◆ Goal of the exercise:
Please set down, exactly, the line with "let year = i32::try_from(year).ok()?;" and all lines that follow it through the end of the records below.

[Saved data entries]

+ + + +

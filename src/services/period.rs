// SPDX-License-Identifier: MIT
// Copyright 2026 Roland Dreier <roland@rolandd.dev>

//! Free-form date and date-range parsing.
//!
//! Parsing never fails loudly: unparsable input yields `None`, and callers
//! decide what a missing date means for their predicate.

use chrono::{DateTime, NaiveDate, NaiveDateTime, Utc};

/// A point in time used for date comparisons.
pub type Instant = DateTime<Utc>;

/// Typographic dashes accepted as range separators.
const DASH_VARIANTS: [char; 3] = ['\u{2013}', '\u{2014}', '\u{2212}'];

/// Closed interval of instants.
#[derive(Debug, Clone, Copy, PartialEq, Eq)]
pub struct Period {
    pub from: Instant,
    pub to: Instant,
}

impl Period {
    pub fn single(instant: Instant) -> Self {
        Self {
            from: instant,
            to: instant,
        }
    }

    /// Closed-interval intersection test.
    pub fn overlaps(&self, other: &Period) -> bool {
        self.from <= other.to && other.from <= self.to
    }

    /// Inclusive of both endpoints.
    pub fn contains(&self, instant: Instant) -> bool {
        self.from <= instant && instant <= self.to
    }
}

/// Parse a single date.
///
/// Generic formats (RFC 3339, ISO 8601) are tried first. Otherwise the text
/// must be three integers separated by `/`, `-` or `.`: `YYYY/MM/DD` when the
/// first part is above 31, `DD/MM/YYYY` otherwise.
pub fn parse_instant(text: &str) -> Option<Instant> {
    let text = text.trim();
    if text.is_empty() {
        return None;
    }

    parse_generic(text).or_else(|| parse_numeric(text))
}

/// Parse a single date or a `"D1 - D2"` range.
///
/// A range whose second bound is unparsable collapses to the first day.
/// A range whose first bound is unparsable is rejected.
pub fn parse_period(text: &str) -> Option<Period> {
    let normalized = normalize_dashes(text);
    let normalized = normalized.trim();
    if normalized.is_empty() {
        return None;
    }

    // ISO dates contain hyphens of their own
    if let Some(instant) = parse_instant(normalized) {
        return Some(Period::single(instant));
    }

    // A typographic dash can only be the range separator
    if text.contains(DASH_VARIANTS) {
        let tokens: Vec<&str> = text
            .split(DASH_VARIANTS)
            .map(str::trim)
            .filter(|token| !token.is_empty())
            .collect();
        if let [first, second] = tokens.as_slice() {
            return period_from_bounds(first, second);
        }
    }

    let tokens = split_tokens(normalized, "-");
    match tokens.as_slice() {
        [single] => parse_instant(single).map(Period::single),
        [first, second] => period_from_bounds(first, second),
        _ => match split_tokens(normalized, " - ").as_slice() {
            [first, second] => period_from_bounds(first, second),
            _ => None,
        },
    }
}

/// Whether the text is written as a range (contains a dash of any kind).
pub fn is_range_text(text: &str) -> bool {
    text.contains('-') || text.contains(DASH_VARIANTS)
}

fn period_from_bounds(first: &str, second: &str) -> Option<Period> {
    let from = parse_instant(first)?;
    let to = parse_instant(second).unwrap_or(from);
    Some(Period { from, to })
}

fn normalize_dashes(text: &str) -> String {
    text.replace(DASH_VARIANTS, "-")
}

fn split_tokens<'a>(text: &'a str, separator: &str) -> Vec<&'a str> {
    text.split(separator)
        .map(str::trim)
        .filter(|token| !token.is_empty())
        .collect()
}

fn parse_generic(text: &str) -> Option<Instant> {
    if let Ok(dt) = DateTime::parse_from_rfc3339(text) {
        return Some(dt.with_timezone(&Utc));
    }

    for format in ["%Y-%m-%dT%H:%M:%S", "%Y-%m-%dT%H:%M:%S%.f", "%Y-%m-%d %H:%M:%S"] {
        if let Ok(naive) = NaiveDateTime::parse_from_str(text, format) {
            return Some(naive.and_utc());
        }
    }

    NaiveDate::parse_from_str(text, "%Y-%m-%d")
        .ok()
        .and_then(start_of_day)
}

fn parse_numeric(text: &str) -> Option<Instant> {
    let parts: Vec<u32> = text
        .split(['/', '-', '.'])
        .map(|part| part.trim().parse::<u32>().ok())
        .collect::<Option<_>>()?;

    let [a, b, c] = parts.as_slice() else {
        return None;
    };

    let (year, month, day) = if *a > 31 { (*a, *b, *c) } else { (*c, *b, *a) };
    let year = i32::try_from(year).ok()?;
    NaiveDate::from_ymd_opt(year, month, day).and_then(start_of_day)
}

fn start_of_day(date: NaiveDate) -> Option<Instant> {
    date.and_hms_opt(0, 0, 0).map(|naive| naive.and_utc())
}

+ + + +

◆ Written reply:
    let year = i32::try_from(year).ok()?;
    NaiveDate::from_ymd_opt(year, month, day).and_then(start_of_day)
}

fn start_of_day(date: NaiveDate) -> Option<Instant> {
    date.and_hms_opt(0, 0, 0).map(|naive| naive.and_utc())
}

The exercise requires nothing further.